Until this week, economists were confident the Federal Reserve would begin raising interest rates this year, either in September or December. Now, with the 11 percent drop by the S&P 500 index from its May 20 record high, all bets are off.
The concern is that the stock plunge will produce a negative wealth effect, leading consumers and businesses to feel less wealthy and thus hold back on spending.
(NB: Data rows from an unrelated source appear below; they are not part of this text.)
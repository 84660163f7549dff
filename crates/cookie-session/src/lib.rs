#![doc = include_str!("../README.md")]

mod cache;
mod config;
pub use config::{CookieOptions, Expiry};
mod cookie;
pub use cookie::Cookie;
mod error;
pub use error::CookieError;
mod header;
pub use header::{parse_cookie_header, render_set_cookie, CookieAttributes, EPOCH_EXPIRY};
mod http;
pub use http::{HttpIntegration, RequestContext, ResponseHeaders, SET_COOKIE};
mod in_memory_http;
pub use in_memory_http::InMemoryHttp;
mod session;
pub use session::SessionHandle;

pub use cookie_session_crypto::{CryptoError, SessionCodec, SessionOptions};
“Prior to these market events in the last few days, I thought that this was about as close to a 50-50 call as you can get,” concerning whether the Fed will move in September, former Fed Vice Chairman Alan Blinder
told The Wall Street Journal.
“If the markets are in anything close to the sort of tizzy they have been in the last few days, then the Fed will not throw a match into the fire” at its meeting Sept. 16-17, the Princeton University economist said. He says there's a chance the Fed will hold off until next year.
Former Treasury Secretary Larry Summers is one who believes the Fed should hold off.
"A reasonable assessment of current conditions suggests that raising rates in the near future would be a serious error that would threaten all three of the Fed’s major objectives: price stability, full employment and financial stability," the Harvard professor writes in The Washington Post
Unemployment held at a seven-year low of 5.3 percent in July. And the Fed's favored inflation gauge, rose just 0.3 percent in the 12 months through June, well below the central bank's 2 percent target.
Rate hikes would hurt employment by encouraging companies to hold on to cash rather than investing in new employees, Summers says. And with financial markets in free fall, a rate rise is no longer necessary to ensure financial stability.
"At this moment of considerable fragility, the risk is that a rate increase will tip some part of the financial system into crisis with unpredictable and dangerous consequences," he states.
It appears more likely that the economy faces secular stagnation or a savings glut rather than temporary headwinds, Summers says.